───── Information supplied ─────
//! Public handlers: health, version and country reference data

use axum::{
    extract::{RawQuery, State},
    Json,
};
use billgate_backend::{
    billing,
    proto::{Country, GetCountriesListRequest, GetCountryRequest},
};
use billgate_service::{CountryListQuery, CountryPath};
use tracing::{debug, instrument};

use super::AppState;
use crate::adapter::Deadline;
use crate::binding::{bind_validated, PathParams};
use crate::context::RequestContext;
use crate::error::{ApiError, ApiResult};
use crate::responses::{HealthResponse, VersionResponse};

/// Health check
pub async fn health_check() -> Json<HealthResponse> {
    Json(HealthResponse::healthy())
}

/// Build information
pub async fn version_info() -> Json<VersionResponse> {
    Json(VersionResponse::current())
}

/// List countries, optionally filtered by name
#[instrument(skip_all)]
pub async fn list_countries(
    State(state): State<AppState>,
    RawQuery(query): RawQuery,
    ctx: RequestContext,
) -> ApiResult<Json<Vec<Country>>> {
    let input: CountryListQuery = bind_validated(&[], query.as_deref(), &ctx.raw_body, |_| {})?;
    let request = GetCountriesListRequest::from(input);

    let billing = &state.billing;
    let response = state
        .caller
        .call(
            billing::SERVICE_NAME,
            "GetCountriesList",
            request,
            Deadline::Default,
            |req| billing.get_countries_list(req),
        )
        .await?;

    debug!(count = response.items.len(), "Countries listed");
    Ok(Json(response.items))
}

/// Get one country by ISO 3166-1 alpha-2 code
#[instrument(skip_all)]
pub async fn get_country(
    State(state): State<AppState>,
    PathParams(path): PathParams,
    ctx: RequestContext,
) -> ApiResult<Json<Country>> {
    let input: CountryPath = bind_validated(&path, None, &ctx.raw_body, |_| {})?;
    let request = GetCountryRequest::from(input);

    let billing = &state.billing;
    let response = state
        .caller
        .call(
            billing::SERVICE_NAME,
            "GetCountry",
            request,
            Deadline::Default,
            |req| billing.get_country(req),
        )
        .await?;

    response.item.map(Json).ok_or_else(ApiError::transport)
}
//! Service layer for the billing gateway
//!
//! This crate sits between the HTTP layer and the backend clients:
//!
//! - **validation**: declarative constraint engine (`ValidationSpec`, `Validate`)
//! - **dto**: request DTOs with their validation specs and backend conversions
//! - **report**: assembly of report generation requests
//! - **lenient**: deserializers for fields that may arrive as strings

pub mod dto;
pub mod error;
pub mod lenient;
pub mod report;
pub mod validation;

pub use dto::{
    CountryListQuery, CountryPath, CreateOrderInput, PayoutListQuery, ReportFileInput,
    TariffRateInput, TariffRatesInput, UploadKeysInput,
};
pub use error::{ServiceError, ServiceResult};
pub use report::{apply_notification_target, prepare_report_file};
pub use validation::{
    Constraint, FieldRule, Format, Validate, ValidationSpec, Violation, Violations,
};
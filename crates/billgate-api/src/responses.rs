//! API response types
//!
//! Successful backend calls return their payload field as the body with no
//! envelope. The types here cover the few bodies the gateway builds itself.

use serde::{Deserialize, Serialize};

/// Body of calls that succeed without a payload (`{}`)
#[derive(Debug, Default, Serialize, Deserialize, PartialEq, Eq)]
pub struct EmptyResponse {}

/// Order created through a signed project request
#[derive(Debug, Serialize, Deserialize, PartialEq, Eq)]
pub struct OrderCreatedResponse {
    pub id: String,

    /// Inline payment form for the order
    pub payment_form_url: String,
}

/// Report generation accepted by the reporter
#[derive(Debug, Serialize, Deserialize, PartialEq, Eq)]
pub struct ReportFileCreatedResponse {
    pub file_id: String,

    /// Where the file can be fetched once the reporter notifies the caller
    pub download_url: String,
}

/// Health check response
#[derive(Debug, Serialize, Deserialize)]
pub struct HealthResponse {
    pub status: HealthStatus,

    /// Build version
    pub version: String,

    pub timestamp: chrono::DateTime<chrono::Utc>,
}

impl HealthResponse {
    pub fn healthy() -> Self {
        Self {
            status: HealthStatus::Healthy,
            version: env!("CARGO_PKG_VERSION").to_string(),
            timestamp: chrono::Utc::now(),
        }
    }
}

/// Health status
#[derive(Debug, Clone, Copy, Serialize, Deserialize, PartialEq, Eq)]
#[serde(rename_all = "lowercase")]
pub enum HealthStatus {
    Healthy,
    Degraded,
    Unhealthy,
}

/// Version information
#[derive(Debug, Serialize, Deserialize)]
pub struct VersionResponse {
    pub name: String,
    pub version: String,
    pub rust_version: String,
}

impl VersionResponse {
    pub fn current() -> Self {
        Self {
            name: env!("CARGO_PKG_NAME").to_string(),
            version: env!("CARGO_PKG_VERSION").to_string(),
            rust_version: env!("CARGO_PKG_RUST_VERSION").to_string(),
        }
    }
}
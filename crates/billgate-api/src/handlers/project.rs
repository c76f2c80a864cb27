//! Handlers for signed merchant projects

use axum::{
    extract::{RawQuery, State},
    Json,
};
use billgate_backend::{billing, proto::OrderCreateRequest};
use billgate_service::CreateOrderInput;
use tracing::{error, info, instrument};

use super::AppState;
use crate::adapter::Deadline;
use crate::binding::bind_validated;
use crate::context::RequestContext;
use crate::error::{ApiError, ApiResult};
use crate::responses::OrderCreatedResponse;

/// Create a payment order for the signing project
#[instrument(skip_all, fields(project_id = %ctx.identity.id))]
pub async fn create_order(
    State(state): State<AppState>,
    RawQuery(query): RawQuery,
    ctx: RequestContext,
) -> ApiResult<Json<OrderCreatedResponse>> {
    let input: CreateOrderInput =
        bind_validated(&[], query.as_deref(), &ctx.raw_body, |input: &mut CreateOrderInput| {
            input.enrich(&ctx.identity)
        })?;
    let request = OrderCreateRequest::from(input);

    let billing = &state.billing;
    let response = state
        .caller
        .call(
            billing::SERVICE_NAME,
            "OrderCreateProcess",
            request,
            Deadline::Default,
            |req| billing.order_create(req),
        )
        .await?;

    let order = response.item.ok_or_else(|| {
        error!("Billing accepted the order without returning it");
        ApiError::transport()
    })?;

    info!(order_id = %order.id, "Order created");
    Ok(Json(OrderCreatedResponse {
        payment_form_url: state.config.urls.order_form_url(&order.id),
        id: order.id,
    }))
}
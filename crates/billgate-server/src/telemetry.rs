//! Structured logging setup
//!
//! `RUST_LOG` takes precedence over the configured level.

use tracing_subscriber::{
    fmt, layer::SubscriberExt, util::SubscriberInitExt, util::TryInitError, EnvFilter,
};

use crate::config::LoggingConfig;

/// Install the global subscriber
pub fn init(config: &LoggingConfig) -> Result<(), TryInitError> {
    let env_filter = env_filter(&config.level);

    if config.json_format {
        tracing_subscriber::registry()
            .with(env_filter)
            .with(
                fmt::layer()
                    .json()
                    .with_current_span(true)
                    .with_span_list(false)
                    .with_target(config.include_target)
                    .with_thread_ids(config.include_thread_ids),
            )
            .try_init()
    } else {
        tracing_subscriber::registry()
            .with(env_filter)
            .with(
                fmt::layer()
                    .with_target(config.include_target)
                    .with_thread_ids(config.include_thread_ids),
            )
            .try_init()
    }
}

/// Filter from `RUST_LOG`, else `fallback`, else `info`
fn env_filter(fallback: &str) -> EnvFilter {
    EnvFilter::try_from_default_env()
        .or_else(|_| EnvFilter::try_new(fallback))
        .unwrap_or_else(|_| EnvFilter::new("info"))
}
─────
* _What to produce_
Which of the lines above include the string "that"? Pick them out and copy them.

* _Reply_
//! - **lenient**: deserializers for fields that may arrive as strings
/// Body of calls that succeed without a payload (`{}`)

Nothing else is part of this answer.